Paul observes rightly that the gospel truths that we Christians hold up as right and good and true, are considered to be foolishness by the world we live in. Don’t you Christians realize that the one you are named after, Jesus Christ, is a failed leader, says the world? They put him to death, don’t you know? His followers were losers and just about every one of them was hunted down and killed. Do you really believe in heaven? All that hope is just to pacify you in this world. The ones who get ahead know that this world is all there is. To get ahead you do whatever it takes; forget this love your neighbor baloney. It’s king of the mountain time. Yes siree! To the victors go the spoils!
We heard from Jesus himself in today’s gospel. He’s preaching his Sermon on the Mount. This comes at the beginning of his ministry and is really his Inauguration Speech. He lays out his mission and declares what is expected of those who will follow him. Today we’re hearing the Beatitude Section, these 12 verses, that we have heard so often but don’t fully understand. We may rightly ask: what do the Beatitudes, these “blessed are you statements”, have to do with us and our faith?
Well, let’s dive in. “I am so blessed!” And so, dear Christian, are you so blessed, according to Jesus?
*Are you poor? Matthew says “poor in spirit” and Luke says its “poor”. In either case, you are blessed if you are poor in some way and not if you are “rich”.
*Are you mourning? If so, you will comforted and thus blessed. The shortest verse in the Bible says so much about Jesus: He wept.
*Are you among the meek? Not the powerful or first in line or greatest. Jesus says the meek will be blessed by inheriting the earth.
*Are you hungry and thirsting? Matthew says “hungering and thirsting for righteousness”, but Luke says just “hungering and thirsting”. In any case, it does not say you will be blessed if your belly is full and you have everything you need.
*Are you being merciful? Jesus says those who are showing mercy will be shown mercy.
*Are you pure in heart? At your core, do you have noble intentions? If you do, you will be blessed.
*Are you a peacemaker? Not a person wanting to fight first instead of seeking reconciliation and goodwill. Does your character reflect the Prince of Peace or the Prince of Darkness? It is the peacemakers who will be blessed, says Jesus.
*Have you been persecuted? For the sake of Jesus and the faith you hold, have you experienced hardships and suffering in this world? If so, you are the ones who will receive a blessing.
Jesus ends the Beatitudes by saying you are blessed already when people insult you, persecute you and falsely say all kinds of evil against you because of him. Jesus says great will be our reward in heaven, our greatest blessing, if we have had to endure all these things in this world.
So, let’s take a reading. Still feel like you can declare that you are blessed? Is it true that you have and are experiencing life in this world as a way to be an example of faith and hope in the Lord Jesus Christ?
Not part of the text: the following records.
use serde::{Deserialize, Serialize};

use crate::model::locale::LocaleId;

/// One glossary entry as it travels over the wire: the source term plus
/// its translations, part-of-speech and description.
#[derive(Debug, Serialize, Deserialize, Clone)]
pub struct GlossaryEntry {
    /// Stable id of an already-stored entry, when the client knows it.
    #[serde(default)]
    pub id: Option<u64>,

    pub src_lang: LocaleId,

    #[serde(default)]
    pub pos: String,

    #[serde(default)]
    pub description: String,

    #[serde(default)]
    pub source_reference: Option<String>,

    /// One term per locale, the source locale included.
    #[serde(default)]
    pub glossary_terms: Vec<GlossaryTerm>,
}

#[derive(Debug, Serialize, Deserialize, Clone)]
pub struct GlossaryTerm {
    pub locale: LocaleId,

    #[serde(default)]
    pub content: String,

    #[serde(default)]
    pub comment: Option<String>,
}

impl GlossaryEntry {
    /// The term whose locale matches the entry's source locale.
    pub fn src_term(&self) -> Option<&GlossaryTerm> {
        self.glossary_terms
            .iter()
            .find(|t| t.locale == self.src_lang)
    }
}
use std::collections::BTreeMap;

use serde::{Deserialize, Serialize};

use crate::model::entry::{GlossaryEntry, GlossaryTerm};
use crate::model::locale::LocaleId;

/// A glossary entry as kept in the store. Terms are keyed by locale:
/// one term per (entry, locale) pair, the source locale included.
#[derive(Debug, Serialize, Deserialize, Clone, PartialEq, Eq)]
pub struct StoredGlossaryEntry {
    pub id: u64,

    pub src_locale: LocaleId,

    #[serde(default)]
    pub source_ref: Option<String>,

    #[serde(default)]
    pub pos: String,

    #[serde(default)]
    pub description: String,

    pub content_hash: String,

    #[serde(default)]
    pub terms: BTreeMap<LocaleId, StoredGlossaryTerm>,
}

#[derive(Debug, Serialize, Deserialize, Clone, PartialEq, Eq)]
pub struct StoredGlossaryTerm {
    pub content: String,

    #[serde(default)]
    pub comment: Option<String>,

    #[serde(default)]
    pub last_modified_by: Option<String>,
}

impl StoredGlossaryEntry {
    /// Wire representation of this entry, terms ordered by locale with
    /// the source term first.
    pub fn to_dto(&self) -> GlossaryEntry {
        let mut terms: Vec<GlossaryTerm> = Vec::with_capacity(self.terms.len());
        if let Some(src) = self.terms.get(&self.src_locale) {
            terms.push(term_dto(&self.src_locale, src));
        }
        for (locale, term) in &self.terms {
            if locale != &self.src_locale {
                terms.push(term_dto(locale, term));
            }
        }

        GlossaryEntry {
            id: Some(self.id),
            src_lang: self.src_locale.clone(),
            pos: self.pos.clone(),
            description: self.description.clone(),
            source_reference: self.source_ref.clone(),
            glossary_terms: terms,
        }
    }
}

fn term_dto(locale: &LocaleId, term: &StoredGlossaryTerm) -> GlossaryTerm {
    GlossaryTerm {
        locale: locale.clone(),
        content: term.content.clone(),
        comment: term.comment.clone(),
    }
}
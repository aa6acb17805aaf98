pub mod entry;
pub mod locale;
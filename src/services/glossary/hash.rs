use sha2::{Digest, Sha256};

use crate::model::entry::GlossaryEntry;
use crate::model::locale::LocaleId;

/// Dedup key for a glossary entry: hash of source locale, source-term
/// content, part-of-speech and description. Fields are separated so
/// adjacent fields cannot collide by concatenation.
pub fn content_hash(src_locale: &LocaleId, content: &str, pos: &str, description: &str) -> String {
    let mut hasher = Sha256::new();
    for field in [src_locale.as_str(), content, pos, description] {
        hasher.update(field.as_bytes());
        hasher.update(b"|");
    }
    hex::encode(hasher.finalize())
}

pub fn of_entry(entry: &GlossaryEntry) -> String {
    let content = entry.src_term().map(|t| t.content.as_str()).unwrap_or("");
    content_hash(&entry.src_lang, content, &entry.pos, &entry.description)
}

#[cfg(test)]
mod tests {
    use super::*;

    #[test]
    fn hash_is_deterministic() {
        let locale = LocaleId::from("en-US");
        let a = content_hash(&locale, "house", "noun", "a building");
        let b = content_hash(&locale, "house", "noun", "a building");
        assert_eq!(a, b);
    }

    #[test]
    fn hash_covers_every_field() {
        let locale = LocaleId::from("en-US");
        let base = content_hash(&locale, "house", "noun", "a building");
        assert_ne!(base, content_hash(&LocaleId::from("de"), "house", "noun", "a building"));
        assert_ne!(base, content_hash(&locale, "home", "noun", "a building"));
        assert_ne!(base, content_hash(&locale, "house", "verb", "a building"));
        assert_ne!(base, content_hash(&locale, "house", "noun", "a dwelling"));
    }

    #[test]
    fn field_boundaries_do_not_collide() {
        let locale = LocaleId::from("en");
        assert_ne!(
            content_hash(&locale, "ab", "c", ""),
            content_hash(&locale, "a", "bc", "")
        );
    }
}
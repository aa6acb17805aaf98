use std::fs;
use std::path::{Path, PathBuf};

use serde_json::{json, Value};

use crate::model::entry::GlossaryEntry;
use crate::model::locale::LocaleId;
use crate::parsers;
use crate::services::encoding;
use crate::services::glossary::store::GlossaryStore;
use crate::services::import::{self, ImportContext, ImportReport};
use crate::services::locales::LocaleRegistry;

mod command;
use command::Command;

const GLOSSARY_FILE: &str = "glossary.json";

fn get_cmd(req: &Value) -> &str {
    req.get("cmd").and_then(|v| v.as_str()).unwrap_or("")
}

fn get_id(req: &Value) -> Value {
    req.get("id").cloned().unwrap_or(Value::Null)
}

fn get_payload(req: &Value) -> &Value {
    static EMPTY: Value = Value::Null;
    req.get("payload").unwrap_or(&EMPTY)
}

fn ok(id: Value, payload: Value) -> String {
    json!({
        "id": id,
        "status": "ok",
        "payload": payload
    })
    .to_string()
}

fn err(id: Value, message: impl Into<String>) -> String {
    json!({
        "id": id,
        "status": "error",
        "message": message.into()
    })
    .to_string()
}

fn required_str<'a>(payload: &'a Value, key: &str) -> Result<&'a str, String> {
    match payload.get(key).and_then(|v| v.as_str()) {
        Some(s) if !s.trim().is_empty() => Ok(s),
        _ => Err(format!("payload.{key} is required")),
    }
}

fn optional_locale(payload: &Value, key: &str) -> Option<LocaleId> {
    payload
        .get(key)
        .and_then(|v| v.as_str())
        .filter(|s| !s.trim().is_empty())
        .map(LocaleId::from)
}

fn parse_entries_from_payload(payload: &Value) -> Result<Vec<GlossaryEntry>, String> {
    let arr = payload
        .get("entries")
        .and_then(|v| v.as_array())
        .ok_or_else(|| "payload.entries must be an array".to_string())?;

    let mut entries: Vec<GlossaryEntry> = Vec::with_capacity(arr.len());

    for (i, v) in arr.iter().cloned().enumerate() {
        match serde_json::from_value::<GlossaryEntry>(v) {
            Ok(e) => entries.push(e),
            Err(e) => return Err(format!("invalid entry at index {i}: {e}")),
        }
    }

    Ok(entries)
}

/// Locale registry for one request: an explicit `enabled_locales` list
/// wins over the instance configuration.
fn registry_from(payload: &Value) -> LocaleRegistry {
    match payload.get("enabled_locales").and_then(|v| v.as_array()) {
        Some(codes) => LocaleRegistry::from_codes(
            codes
                .iter()
                .filter_map(|v| v.as_str())
                .map(|s| s.to_string()),
        ),
        None => LocaleRegistry::load_default(),
    }
}

fn store_path(payload: &Value) -> PathBuf {
    payload
        .get("store_path")
        .and_then(|v| v.as_str())
        .map(PathBuf::from)
        .unwrap_or_else(|| PathBuf::from(GLOSSARY_FILE))
}

fn read_upload(payload: &Value) -> Result<(Vec<u8>, String), String> {
    let path_str = required_str(payload, "path")?;
    let path = Path::new(path_str);

    let file_name = payload
        .get("file_name")
        .and_then(|v| v.as_str())
        .map(|s| s.to_string())
        .or_else(|| {
            path.file_name()
                .and_then(|s| s.to_str())
                .map(|s| s.to_string())
        })
        .unwrap_or_else(|| path_str.to_string());

    let bytes = fs::read(path).map_err(|e| format!("failed to read {path_str}: {e}"))?;
    Ok((bytes, file_name))
}

fn import_response(store: &GlossaryStore, report: &ImportReport) -> Value {
    let entries: Vec<Value> = report
        .entry_ids
        .iter()
        .filter_map(|id| store.find_by_id(*id))
        .filter_map(|e| serde_json::to_value(e.to_dto()).ok())
        .collect();

    json!({
        "entries": entries,
        "warnings": report.warnings
    })
}

pub fn handle(input: &str) -> String {
    let req: Value = match serde_json::from_str(input) {
        Ok(v) => v,
        Err(_) => {
            return json!({
                "status": "error",
                "message": "invalid json"
            })
            .to_string();
        }
    };

    let id = get_id(&req);
    let payload = get_payload(&req);

    match Command::from(get_cmd(&req)) {
        Command::Ping => ok(id, json!({ "message": "lexicon-core alive" })),

        Command::GlossaryParse => {
            let (bytes, file_name) = match read_upload(payload) {
                Ok(v) => v,
                Err(e) => return err(id, e),
            };
            let src_lang = match required_str(payload, "source_lang") {
                Ok(s) => LocaleId::from(s),
                Err(e) => return err(id, e),
            };
            let trans_lang = optional_locale(payload, "target_lang");

            match parsers::parse_glossary_file(
                &bytes,
                &file_name,
                &src_lang,
                trans_lang.as_ref(),
                import::BATCH_SIZE,
            ) {
                Ok(batches) => ok(id, json!({ "batches": batches })),
                Err(e) => err(id, e.to_string()),
            }
        }

        Command::GlossaryImport => {
            let (bytes, file_name) = match read_upload(payload) {
                Ok(v) => v,
                Err(e) => return err(id, e),
            };
            let src_lang = match required_str(payload, "source_lang") {
                Ok(s) => LocaleId::from(s),
                Err(e) => return err(id, e),
            };
            let trans_lang = optional_locale(payload, "target_lang");
            let username = payload.get("username").and_then(|v| v.as_str());

            let mut store = match GlossaryStore::open(store_path(payload)) {
                Ok(s) => s,
                Err(e) => return err(id, e.to_string()),
            };
            let locales = registry_from(payload);
            let mut ctx = ImportContext {
                store: &mut store,
                locales: &locales,
                username,
            };

            match import::import_file(&mut ctx, &bytes, &file_name, &src_lang, trans_lang.as_ref())
            {
                Ok(report) => ok(id, import_response(&store, &report)),
                Err(e) => err(id, e.to_string()),
            }
        }

        Command::GlossarySave => {
            let entries = match parse_entries_from_payload(payload) {
                Ok(v) => v,
                Err(e) => return err(id, e),
            };
            let username = payload.get("username").and_then(|v| v.as_str());

            let mut store = match GlossaryStore::open(store_path(payload)) {
                Ok(s) => s,
                Err(e) => return err(id, e.to_string()),
            };
            let locales = registry_from(payload);
            let mut ctx = ImportContext {
                store: &mut store,
                locales: &locales,
                username,
            };

            match import::save_or_update(&mut ctx, &entries) {
                Ok(report) => ok(id, import_response(&store, &report)),
                Err(e) => err(id, e.to_string()),
            }
        }

        Command::LocalesList => {
            let locales = registry_from(payload);
            ok(id, json!({ "locales": locales.codes() }))
        }

        Command::DetectEncoding => {
            let path_str = match required_str(payload, "path") {
                Ok(s) => s,
                Err(e) => return err(id, e),
            };
            match encoding::detect_from_file(Path::new(path_str)) {
                Ok(result) => ok(id, serde_json::to_value(result).unwrap_or(json!({}))),
                Err(e) => err(id, e.to_string()),
            }
        }

        Command::Unknown => err(id, "unknown command"),
    }
}

#[cfg(test)]
mod tests {
    use super::*;

    fn response(input: &str) -> Value {
        serde_json::from_str(&handle(input)).unwrap()
    }

    fn temp_path(tag: &str) -> PathBuf {
        std::env::temp_dir().join(format!("lexicon-proto-{tag}-{}.json", std::process::id()))
    }

    #[test]
    fn ping_answers_ok() {
        let resp = response(r#"{"id":1,"cmd":"ping"}"#);
        assert_eq!(resp["status"], "ok");
        assert_eq!(resp["id"], 1);
    }

    #[test]
    fn invalid_json_is_reported() {
        let resp = response("{nope");
        assert_eq!(resp["status"], "error");
    }

    #[test]
    fn unknown_command_is_reported() {
        let resp = response(r#"{"id":2,"cmd":"glossary.destroy"}"#);
        assert_eq!(resp["status"], "error");
        assert_eq!(resp["message"], "unknown command");
    }

    #[test]
    fn locales_list_honors_override() {
        let resp = response(
            r#"{"id":3,"cmd":"locales.list","payload":{"enabled_locales":["de","en-US"]}}"#,
        );
        assert_eq!(resp["status"], "ok");
        assert_eq!(resp["payload"]["locales"], json!(["de", "en-US"]));
    }

    #[test]
    fn glossary_save_persists_and_reports_warnings() {
        let store = temp_path("save");
        let _ = fs::remove_file(&store);

        let req = json!({
            "id": 4,
            "cmd": "glossary.save",
            "payload": {
                "store_path": store.to_string_lossy(),
                "username": "admin",
                "enabled_locales": ["en-US", "de"],
                "entries": [
                    {
                        "src_lang": "en-US",
                        "pos": "noun",
                        "glossary_terms": [
                            { "locale": "en-US", "content": "house" },
                            { "locale": "de", "content": "Haus" },
                            { "locale": "xx", "content": "???" }
                        ]
                    }
                ]
            }
        });

        let resp = response(&req.to_string());
        assert_eq!(resp["status"], "ok");
        let payload = &resp["payload"];
        assert_eq!(payload["entries"].as_array().unwrap().len(), 1);
        assert_eq!(payload["warnings"].as_array().unwrap().len(), 1);

        let reopened = GlossaryStore::open(&store).unwrap();
        assert_eq!(reopened.len(), 1);

        let _ = fs::remove_file(&store);
    }

    #[test]
    fn glossary_import_reads_a_csv_upload() {
        let store = temp_path("import-store");
        let upload = temp_path("import-upload.csv");
        let _ = fs::remove_file(&store);
        fs::write(&upload, "en-US,de\nhouse,Haus\n").unwrap();

        let req = json!({
            "id": 5,
            "cmd": "glossary.import",
            "payload": {
                "path": upload.to_string_lossy(),
                "file_name": "upload.csv",
                "source_lang": "en-US",
                "store_path": store.to_string_lossy(),
                "enabled_locales": ["en-US", "de"]
            }
        });

        let resp = response(&req.to_string());
        assert_eq!(resp["status"], "ok");
        assert_eq!(resp["payload"]["entries"].as_array().unwrap().len(), 1);

        let _ = fs::remove_file(&store);
        let _ = fs::remove_file(&upload);
    }

    #[test]
    fn missing_source_lang_is_rejected() {
        let upload = temp_path("nosrc.csv");
        fs::write(&upload, "en-US,de\nhouse,Haus\n").unwrap();

        let req = json!({
            "id": 6,
            "cmd": "glossary.parse",
            "payload": { "path": upload.to_string_lossy() }
        });

        let resp = response(&req.to_string());
        assert_eq!(resp["status"], "error");
        assert_eq!(resp["message"], "payload.source_lang is required");

        let _ = fs::remove_file(&upload);
    }
}
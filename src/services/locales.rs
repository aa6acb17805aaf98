use std::collections::BTreeSet;
use std::fs;
use std::path::Path;

use crate::model::locale::LocaleId;

const LOCALES_FILE: &str = "locales.json";

/// Locales a platform instance accepts translations for. Terms in any
/// other locale are dropped by the import pipeline.
pub struct LocaleRegistry {
    enabled: BTreeSet<LocaleId>,
}

impl LocaleRegistry {
    pub fn from_codes<I, S>(codes: I) -> Self
    where
        I: IntoIterator<Item = S>,
        S: Into<String>,
    {
        LocaleRegistry {
            enabled: codes
                .into_iter()
                .map(|c| LocaleId::new(c.into()))
                .collect(),
        }
    }

    /// Registry from the instance config file next to the store, or the
    /// built-in defaults when there is none. An unreadable file falls
    /// back to the defaults as well.
    pub fn load_default() -> Self {
        Self::load(Path::new(LOCALES_FILE))
    }

    pub fn load(path: &Path) -> Self {
        if let Ok(data) = fs::read_to_string(path) {
            if let Ok(codes) = serde_json::from_str::<Vec<String>>(&data) {
                return Self::from_codes(codes);
            }
            tracing::warn!("ignoring malformed locale config {}", path.display());
        }
        Self::defaults()
    }

    pub fn defaults() -> Self {
        Self::from_codes([
            "en", "en-US", "de", "es", "fr", "it", "ja", "ko", "pt-BR", "ru", "zh-CN",
        ])
    }

    pub fn get(&self, locale: &LocaleId) -> Option<&LocaleId> {
        self.enabled.get(locale)
    }

    pub fn codes(&self) -> Vec<String> {
        self.enabled.iter().map(|l| l.as_str().to_string()).collect()
    }
}

#[cfg(test)]
mod tests {
    use super::*;

    #[test]
    fn explicit_codes_are_enabled() {
        let registry = LocaleRegistry::from_codes(["en-US", "hi"]);
        assert!(registry.get(&LocaleId::from("hi")).is_some());
        assert!(registry.get(&LocaleId::from("de")).is_none());
    }

    #[test]
    fn missing_config_falls_back_to_defaults() {
        let registry = LocaleRegistry::load(Path::new("does-not-exist.json"));
        assert!(registry.get(&LocaleId::from("en-US")).is_some());
    }

    #[test]
    fn codes_are_sorted() {
        let registry = LocaleRegistry::from_codes(["fr", "de", "ja"]);
        assert_eq!(registry.codes(), vec!["de", "fr", "ja"]);
    }
}
use regex::Regex;

use super::ParseError;
use crate::model::entry::{GlossaryEntry, GlossaryTerm};
use crate::model::locale::LocaleId;

#[derive(PartialEq)]
enum Section {
    None,
    MsgId,
    MsgStr,
}

#[derive(Default)]
struct Unit {
    references: Vec<String>,
    translator_comments: Vec<String>,
    extracted_comments: Vec<String>,
    fuzzy: bool,
    msgid: String,
    msgstr: String,
}

/// Read a gettext PO glossary into entry batches.
///
/// Supported subset: `msgid`/`msgstr` with continuation lines, `#:`
/// references, `#.` extractor comments, `#` translator comments and the
/// `fuzzy` flag. The header unit (empty msgid), fuzzy units and units
/// without a translation are skipped; plural forms are not accepted.
pub fn extract_glossary(
    text: &str,
    src_lang: &LocaleId,
    trans_lang: &LocaleId,
    batch_size: usize,
) -> Result<Vec<Vec<GlossaryEntry>>, ParseError> {
    let msgid_re = Regex::new(r#"^msgid\s+"(.*)"$"#).unwrap();
    let msgstr_re = Regex::new(r#"^msgstr\s+"(.*)"$"#).unwrap();
    let cont_re = Regex::new(r#"^"(.*)"$"#).unwrap();

    let mut batches: Vec<Vec<GlossaryEntry>> = Vec::new();
    let mut batch: Vec<GlossaryEntry> = Vec::new();

    let mut unit = Unit::default();
    let mut section = Section::None;

    let finish =
        |unit: &mut Unit, batch: &mut Vec<GlossaryEntry>, batches: &mut Vec<Vec<GlossaryEntry>>| {
            let unit = std::mem::take(unit);
            if let Some(entry) = build_entry(unit, src_lang, trans_lang) {
                batch.push(entry);
                if batch.len() == batch_size {
                    batches.push(std::mem::take(batch));
                }
            }
        };

    for (i, raw) in text.lines().enumerate() {
        let ln = i + 1;
        let line = raw.trim_end_matches('\r').trim();

        if line.is_empty() {
            if section == Section::MsgStr {
                finish(&mut unit, &mut batch, &mut batches);
            }
            section = Section::None;
            continue;
        }

        if line.starts_with("#~") {
            // Obsolete unit; whatever was pending before it is complete.
            if section == Section::MsgStr {
                finish(&mut unit, &mut batch, &mut batches);
            }
            section = Section::None;
            continue;
        }

        if let Some(rest) = line.strip_prefix('#') {
            if section == Section::MsgStr {
                finish(&mut unit, &mut batch, &mut batches);
                section = Section::None;
            }
            match rest.chars().next() {
                Some(':') => unit.references.push(rest[1..].trim().to_string()),
                Some('.') => unit.extracted_comments.push(rest[1..].trim().to_string()),
                Some(',') => {
                    if rest[1..].split(',').any(|f| f.trim() == "fuzzy") {
                        unit.fuzzy = true;
                    }
                }
                _ => unit.translator_comments.push(rest.trim().to_string()),
            }
            continue;
        }

        if let Some(caps) = msgid_re.captures(line) {
            if section == Section::MsgStr {
                finish(&mut unit, &mut batch, &mut batches);
            }
            unit.msgid = unescape(&caps[1]);
            section = Section::MsgId;
        } else if let Some(caps) = msgstr_re.captures(line) {
            if section != Section::MsgId {
                return Err(ParseError::Malformed(format!(
                    "line {ln}: msgstr without a preceding msgid"
                )));
            }
            unit.msgstr = unescape(&caps[1]);
            section = Section::MsgStr;
        } else if let Some(caps) = cont_re.captures(line) {
            match section {
                Section::MsgId => unit.msgid.push_str(&unescape(&caps[1])),
                Section::MsgStr => unit.msgstr.push_str(&unescape(&caps[1])),
                Section::None => {
                    return Err(ParseError::Malformed(format!(
                        "line {ln}: string continuation outside msgid/msgstr"
                    )))
                }
            }
        } else {
            return Err(ParseError::Malformed(format!(
                "line {ln}: unrecognized PO syntax"
            )));
        }
    }

    if section == Section::MsgStr {
        finish(&mut unit, &mut batch, &mut batches);
    }

    if !batch.is_empty() {
        batches.push(batch);
    }

    Ok(batches)
}

fn build_entry(unit: Unit, src_lang: &LocaleId, trans_lang: &LocaleId) -> Option<GlossaryEntry> {
    // Empty msgid is the PO header; nothing to import without a translation.
    if unit.msgid.is_empty() || unit.msgstr.is_empty() || unit.fuzzy {
        return None;
    }

    let source_reference = if unit.references.is_empty() {
        None
    } else {
        Some(unit.references.join(", "))
    };

    let src_comment = join_comments(&unit.extracted_comments);
    let trans_comment = join_comments(&unit.translator_comments);

    Some(GlossaryEntry {
        id: None,
        src_lang: src_lang.clone(),
        pos: String::new(),
        description: String::new(),
        source_reference,
        glossary_terms: vec![
            GlossaryTerm {
                locale: src_lang.clone(),
                content: unit.msgid,
                comment: src_comment,
            },
            GlossaryTerm {
                locale: trans_lang.clone(),
                content: unit.msgstr,
                comment: trans_comment,
            },
        ],
    })
}

fn join_comments(comments: &[String]) -> Option<String> {
    if comments.is_empty() {
        None
    } else {
        Some(comments.join("\n"))
    }
}

fn unescape(s: &str) -> String {
    let mut out = String::with_capacity(s.len());
    let mut chars = s.chars();
    while let Some(c) = chars.next() {
        if c != '\\' {
            out.push(c);
            continue;
        }
        match chars.next() {
            Some('n') => out.push('\n'),
            Some('t') => out.push('\t'),
            Some('r') => out.push('\r'),
            Some('"') => out.push('"'),
            Some('\\') => out.push('\\'),
            Some(other) => {
                out.push('\\');
                out.push(other);
            }
            None => out.push('\\'),
        }
    }
    out
}

#[cfg(test)]
mod tests {
    use super::*;

    fn langs() -> (LocaleId, LocaleId) {
        (LocaleId::from("en-US"), LocaleId::from("de"))
    }

    fn parse(text: &str) -> Vec<GlossaryEntry> {
        let (src, trans) = langs();
        extract_glossary(text, &src, &trans, 50)
            .unwrap()
            .into_iter()
            .flatten()
            .collect()
    }

    #[test]
    fn parses_units_with_comments_and_references() {
        let text = "\
# team glossary
#. a building for living in
#: ui/home.txt:3
msgid \"house\"
msgstr \"Haus\"

msgid \"tree\"
msgstr \"Baum\"
";
        let entries = parse(text);
        assert_eq!(entries.len(), 2);

        let first = &entries[0];
        assert_eq!(first.source_reference.as_deref(), Some("ui/home.txt:3"));
        assert_eq!(first.glossary_terms.len(), 2);
        assert_eq!(first.src_term().unwrap().content, "house");
        assert_eq!(
            first.src_term().unwrap().comment.as_deref(),
            Some("a building for living in")
        );
        assert_eq!(first.glossary_terms[1].content, "Haus");
        assert_eq!(
            first.glossary_terms[1].comment.as_deref(),
            Some("team glossary")
        );
    }

    #[test]
    fn header_unit_is_skipped() {
        let text = "\
msgid \"\"
msgstr \"\"
\"Content-Type: text/plain; charset=UTF-8\\n\"

msgid \"house\"
msgstr \"Haus\"
";
        let entries = parse(text);
        assert_eq!(entries.len(), 1);
        assert_eq!(entries[0].src_term().unwrap().content, "house");
    }

    #[test]
    fn continuations_and_escapes_are_applied() {
        let text = "\
msgid \"multi \"
\"word \\\"term\\\"\"
msgstr \"mehr\\n\"
\"Worte\"
";
        let entries = parse(text);
        assert_eq!(entries[0].src_term().unwrap().content, "multi word \"term\"");
        assert_eq!(entries[0].glossary_terms[1].content, "mehr\nWorte");
    }

    #[test]
    fn untranslated_and_fuzzy_units_are_skipped() {
        let text = "\
msgid \"house\"
msgstr \"\"

#, fuzzy
msgid \"tree\"
msgstr \"Baum\"

msgid \"dog\"
msgstr \"Hund\"
";
        let entries = parse(text);
        assert_eq!(entries.len(), 1);
        assert_eq!(entries[0].src_term().unwrap().content, "dog");
    }

    #[test]
    fn units_are_batched() {
        let text = "\
msgid \"a\"
msgstr \"b\"

msgid \"c\"
msgstr \"d\"

msgid \"e\"
msgstr \"f\"
";
        let (src, trans) = langs();
        let batches = extract_glossary(text, &src, &trans, 2).unwrap();
        assert_eq!(batches.len(), 2);
        assert_eq!(batches[0].len(), 2);
        assert_eq!(batches[1].len(), 1);
    }

    #[test]
    fn stray_msgstr_is_an_error() {
        let (src, trans) = langs();
        let result = extract_glossary("msgstr \"Haus\"\n", &src, &trans, 50);
        assert!(matches!(result, Err(ParseError::Malformed(_))));
    }
}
What about our nation? Are we demonstrating concern for the poor, the hungry? Are we being merciful and looking out for those who are being persecuted?
Our first lesson today is from the Old Testament Micah. Micah sets the stage for Jesus and Paul. What God says through Micah to all people of faith down through the ages rings so true to us in America today. O God that it could truly be said of us, but I fear that we aren’t listening as we should. Does God want our words to be kind? Does God want us to treat all people fairly? Does God have something to say when we become prideful and arrogant? Should we strive to have the greatest and most powerful nation on earth? Should the goal of each of us to be rich and popular and to do so by disregarding the needs of others as we climb the ladder of worldly success?
So listen again to what God says in one of the most uplifting verses in all of scripture:
He has showed you, O man, what is good.
And what does the Lord require of you?
To act justly and to love mercy
and to walk humbly with your God.
Right now, you and I have an opportunity to be blessed by God in ways that God would wholeheartedly approve of and encourage. Those ways may be seen by others as foolishness. But we live as strangers and pilgrims in this world. Our allegiance and citizenship is to a higher kingdom, the kingdom of heaven.
So, friends in Christ, may we truly become blessed in the eyes of our Lord.